Up to and including the line that contains "use folio_storage::PgCatalog;", reproduce every line exactly, beginning with the first line below.

Data entries
◇ ◇ ◇ ◇ ◇ ◇ ◇

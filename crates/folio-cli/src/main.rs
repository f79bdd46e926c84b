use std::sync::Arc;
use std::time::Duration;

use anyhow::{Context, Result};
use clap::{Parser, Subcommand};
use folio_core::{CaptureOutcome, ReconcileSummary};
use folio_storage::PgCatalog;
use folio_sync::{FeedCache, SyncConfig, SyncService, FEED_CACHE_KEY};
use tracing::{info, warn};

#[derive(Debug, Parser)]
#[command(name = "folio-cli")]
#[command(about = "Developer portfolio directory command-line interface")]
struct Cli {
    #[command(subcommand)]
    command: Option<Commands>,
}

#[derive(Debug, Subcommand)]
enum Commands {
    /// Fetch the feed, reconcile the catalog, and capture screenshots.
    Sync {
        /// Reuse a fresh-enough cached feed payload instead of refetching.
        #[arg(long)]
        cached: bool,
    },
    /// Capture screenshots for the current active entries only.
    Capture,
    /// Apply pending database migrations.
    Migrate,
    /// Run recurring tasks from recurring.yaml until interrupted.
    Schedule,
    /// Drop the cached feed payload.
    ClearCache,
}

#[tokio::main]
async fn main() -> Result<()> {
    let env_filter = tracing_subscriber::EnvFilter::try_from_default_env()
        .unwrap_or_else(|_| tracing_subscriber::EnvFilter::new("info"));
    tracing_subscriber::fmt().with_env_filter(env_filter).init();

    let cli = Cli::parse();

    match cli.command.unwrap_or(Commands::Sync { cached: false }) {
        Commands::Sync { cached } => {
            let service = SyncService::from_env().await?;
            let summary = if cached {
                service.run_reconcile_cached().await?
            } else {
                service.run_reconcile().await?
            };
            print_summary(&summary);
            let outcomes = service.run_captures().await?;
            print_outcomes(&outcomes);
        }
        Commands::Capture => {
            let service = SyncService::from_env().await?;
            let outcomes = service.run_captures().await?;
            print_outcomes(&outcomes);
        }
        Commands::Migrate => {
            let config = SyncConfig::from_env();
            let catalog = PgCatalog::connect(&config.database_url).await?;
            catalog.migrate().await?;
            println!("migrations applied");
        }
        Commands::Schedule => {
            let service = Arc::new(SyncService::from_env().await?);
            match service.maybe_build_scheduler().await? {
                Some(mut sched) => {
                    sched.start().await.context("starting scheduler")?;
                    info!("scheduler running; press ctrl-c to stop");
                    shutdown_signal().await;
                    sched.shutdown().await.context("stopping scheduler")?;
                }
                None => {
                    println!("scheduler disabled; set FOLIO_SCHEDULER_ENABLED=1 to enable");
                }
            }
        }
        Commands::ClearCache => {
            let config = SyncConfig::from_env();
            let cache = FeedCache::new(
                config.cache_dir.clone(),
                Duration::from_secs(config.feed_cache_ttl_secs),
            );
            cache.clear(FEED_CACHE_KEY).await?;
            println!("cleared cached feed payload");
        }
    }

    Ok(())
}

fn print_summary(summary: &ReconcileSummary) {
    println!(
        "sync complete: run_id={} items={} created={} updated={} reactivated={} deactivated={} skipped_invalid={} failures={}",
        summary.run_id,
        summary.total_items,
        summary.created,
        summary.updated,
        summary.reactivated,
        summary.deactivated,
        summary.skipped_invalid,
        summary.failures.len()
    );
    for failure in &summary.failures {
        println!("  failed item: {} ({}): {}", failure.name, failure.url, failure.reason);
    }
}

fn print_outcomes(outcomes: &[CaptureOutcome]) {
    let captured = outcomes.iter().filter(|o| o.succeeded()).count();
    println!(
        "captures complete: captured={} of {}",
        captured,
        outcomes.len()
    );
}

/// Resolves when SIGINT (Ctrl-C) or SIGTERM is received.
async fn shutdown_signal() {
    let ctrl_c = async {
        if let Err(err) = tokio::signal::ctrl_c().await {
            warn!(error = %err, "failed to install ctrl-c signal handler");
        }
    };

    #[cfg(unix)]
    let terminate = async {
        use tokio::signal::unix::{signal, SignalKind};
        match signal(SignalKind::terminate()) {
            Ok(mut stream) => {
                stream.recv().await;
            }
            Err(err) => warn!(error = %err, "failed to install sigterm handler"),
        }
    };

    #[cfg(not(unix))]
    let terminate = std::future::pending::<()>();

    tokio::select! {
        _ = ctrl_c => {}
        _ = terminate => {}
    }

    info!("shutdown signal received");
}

◇ ◇ ◇ ◇ ◇ ◇ ◇

● **Exercise output**:
filename crates/folio-cli/src/main.rs
repository f79bdd46e926c84b
use std::sync::Arc;
use std::time::Duration;

use anyhow::{Context, Result};
use clap::{Parser, Subcommand};
use folio_core::{CaptureOutcome, ReconcileSummary};
use folio_storage::PgCatalog;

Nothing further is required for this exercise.